Magnesium & DNA Health

Do you have a family history of cancer? Are you pregnant? Learn how our ability to maintain and pass on healthy, cancer-free genes relies largely on magnesium.

++ Page Overview

This page looks at all 5 of magnesium’s roles in DNA health & function, followed by a solutions section to help you restore and maintain healthy magnesium levels.

  1. INTRO: the purpose of our DNA (the physical body).
  2. VIDEO: How we use our DNA/genes (making proteins).
  3. All major enzymes for DNA function need magnesium.
  4. The constant 24/7 repair and protection of our DNA needs magnesium.

Before the solutions section, we take look at how modern farming and environmental stress levels have made it difficult to get enough magnesium from diet alone.

++ Helpful tip
This page has a lot of powerful info to help you resolve your problems. 

If you’re busy or want to understand things better, please read each section’s quick summary.

1. DNA's purpose, & healthy newborns:

We are made of protein

Different body parts get their unique shape and function from the special cells they are made of:  Heart cells are different from brain cells, which are different from kidney cells, and from skin cells, liver cells, and so on.  What gives different groups of cells their unique properties?

The proteins they are made of: Proteins make up our physical body.

Quick fact: our cells constantly create their own proteins daily (using amino acid building blocks from the protein we eat) to regenerate and physically maintain themselves and thus our body.

This process of making proteins is called protein synthesis and it starts with DNA:

DNA: The protein manual

Each cell’s DNA is a set of instructions called genes, which show our cells which amino acid building blocks to use to make the proper proteins. Avoiding disease is impossible without:

  1. Our cells’ ability to use genetic instructions to make proteins.
  2. Keeping our DNA and genes intact.

The more these two processes break down, the more problems we can see in practically any area of our body.
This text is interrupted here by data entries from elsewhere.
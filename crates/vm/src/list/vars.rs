//! `obj.vars` and `global.vars`.

use super::{slot, Collection};
use crate::error::{Result, RuntimeError};
use crate::object::ObjectId;
use crate::runtime::Runtime;
use crate::value::Value;

/// Names of an object's vars, keyed to their values. Holds no storage of its own.
pub struct ObjectVarsList {
    object: ObjectId,
}

impl ObjectVarsList {
    pub fn new(object: ObjectId) -> Self {
        ObjectVarsList { object }
    }

    fn names(&self, rt: &Runtime) -> Result<Vec<Value>> {
        let mut names: Vec<Value> = rt
            .variable_names(self.object)?
            .into_iter()
            .map(Value::String)
            .collect();
        let object = rt.object(self.object)?;
        names.extend(object.def.global_names().cloned().map(Value::String));
        Ok(names)
    }
}

impl Collection for ObjectVarsList {
    fn kind(&self) -> &'static str {
        "vars list"
    }

    fn values(&self, rt: &mut Runtime) -> Result<Vec<Value>> {
        self.names(rt)
    }

    fn is_associative(&self, _rt: &mut Runtime) -> Result<bool> {
        Ok(true)
    }

    fn get_value(&self, rt: &mut Runtime, key: &Value) -> Result<Value> {
        match key {
            Value::String(name) => rt.get_variable(self.object, name),
            Value::Float(_) => {
                let names = self.names(rt)?;
                let index = key.as_index()?.unwrap_or_default();
                Ok(names[slot(index, names.len())?].clone())
            }
            _ => Err(RuntimeError::InvalidIndex(key.to_string())),
        }
    }

    fn set_value(
        &mut self,
        rt: &mut Runtime,
        key: &Value,
        value: Value,
        _allow_growth: bool,
    ) -> Result<()> {
        let name = match key {
            Value::String(name) => name,
            _ => return Err(RuntimeError::InvalidIndex(key.to_string())),
        };
        if !rt.has_variable(self.object, name)? {
            let object = rt.object(self.object)?;
            return Err(RuntimeError::UndefinedVariable {
                name: name.to_string(),
                ty: object.def.path.to_string(),
            });
        }
        rt.set_variable(self.object, name, value)
    }

    fn contains_key(&self, rt: &mut Runtime, key: &Value) -> Result<bool> {
        match key {
            Value::String(name) => rt.has_variable(self.object, name),
            _ => Ok(false),
        }
    }

    fn assoc_value(&self, rt: &mut Runtime, key: &Value) -> Result<Option<Value>> {
        match key {
            Value::String(name) => rt.try_get_variable(self.object, name),
            _ => Ok(None),
        }
    }
}

/// Every global var by name, backed by the tree's globals table.
pub struct GlobalVarsList;

impl Collection for GlobalVarsList {
    fn kind(&self) -> &'static str {
        "global vars list"
    }

    fn values(&self, rt: &mut Runtime) -> Result<Vec<Value>> {
        Ok(rt
            .tree
            .global_names()
            .iter()
            .cloned()
            .map(Value::String)
            .collect())
    }

    fn is_associative(&self, _rt: &mut Runtime) -> Result<bool> {
        Ok(true)
    }

    fn get_value(&self, rt: &mut Runtime, key: &Value) -> Result<Value> {
        match key {
            Value::String(name) => rt.tree.global(name),
            Value::Float(_) => {
                let names = rt.tree.global_names();
                let index = key.as_index()?.unwrap_or_default();
                Ok(Value::String(names[slot(index, names.len())?].clone()))
            }
            _ => Err(RuntimeError::InvalidIndex(key.to_string())),
        }
    }

    fn set_value(
        &mut self,
        rt: &mut Runtime,
        key: &Value,
        value: Value,
        _allow_growth: bool,
    ) -> Result<()> {
        match key {
            Value::String(name) => rt.tree.set_global(name, value),
            _ => Err(RuntimeError::InvalidIndex(key.to_string())),
        }
    }

    fn contains_key(&self, rt: &mut Runtime, key: &Value) -> Result<bool> {
        Ok(key.as_str().map_or(false, |name| rt.tree.global_slot(name).is_some()))
    }

    fn assoc_value(&self, rt: &mut Runtime, key: &Value) -> Result<Option<Value>> {
        Ok(key.as_str().and_then(|name| rt.tree.global(name).ok()))
    }
}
If left unresolved, DNA damage and malfunction can eventually lead to major diseases like cancer, as well as negative health effects on our new born children as they inherit genes that we have damaged or negatively altered during our lifetime:


Do you want a healthy newborn?

Scientists now agree that our lifestyles change the genes we give our kids, debunking the idea that genes are set in stone.[2-4] Simply put, our behavior can create conditions in our cells that damage their genes, [5] and this damaged DNA can be passed down when a baby is conceived.

If you want to give your baby healthy genes, magnesium’s role in DNA is essential, as genetic scientist Dr. Andrea Hartwig explains:

“Besides its stabilizing effect on DNA and chromatin structure, magnesium is an essential cofactor in almost all enzymatic systems involved in DNA processing.” [1]

To get a better feel for how our DNA needs magnesium to maintain our physical body, watch the short video below [v1]:

1. Summary
Every body part is made of special cells that are made of special proteins. Each cell’s DNA is its instruction manual to make the proteins it needs.

Basically, every body part is made of different proteins, and the genes we pass on to our kids are the instructions for their cells to make proteins.

Be careful: unhealthy habits damage the genes we pass on to our kids!

2. Magnesium lets genes work:

When we eat protein, it is broken down into amino acids which then enter into our bloodstream, and then into our cells. When cells read the sequence of bases in their DNA code, they see which of their amino acids to assemble into the protein they need. It’s simple:

Every three bases (also called nucleotides) in the DNA sequence give the cell a code for one amino acid.  Watch this video, it makes it easy to imagine:

The process of converting genes into proteins which we watched above, is called protein synthesis. It has two main parts:

  1. The cell makes a duplicate from a section of DNA, and turns it into an mRNA: an instruction manual to make a protein.
  2. The mRNA leaves the nucleus, where an enzyme called a ribosome scans the mRNA’s instructions and assembles all the amino acids needed to make the protein.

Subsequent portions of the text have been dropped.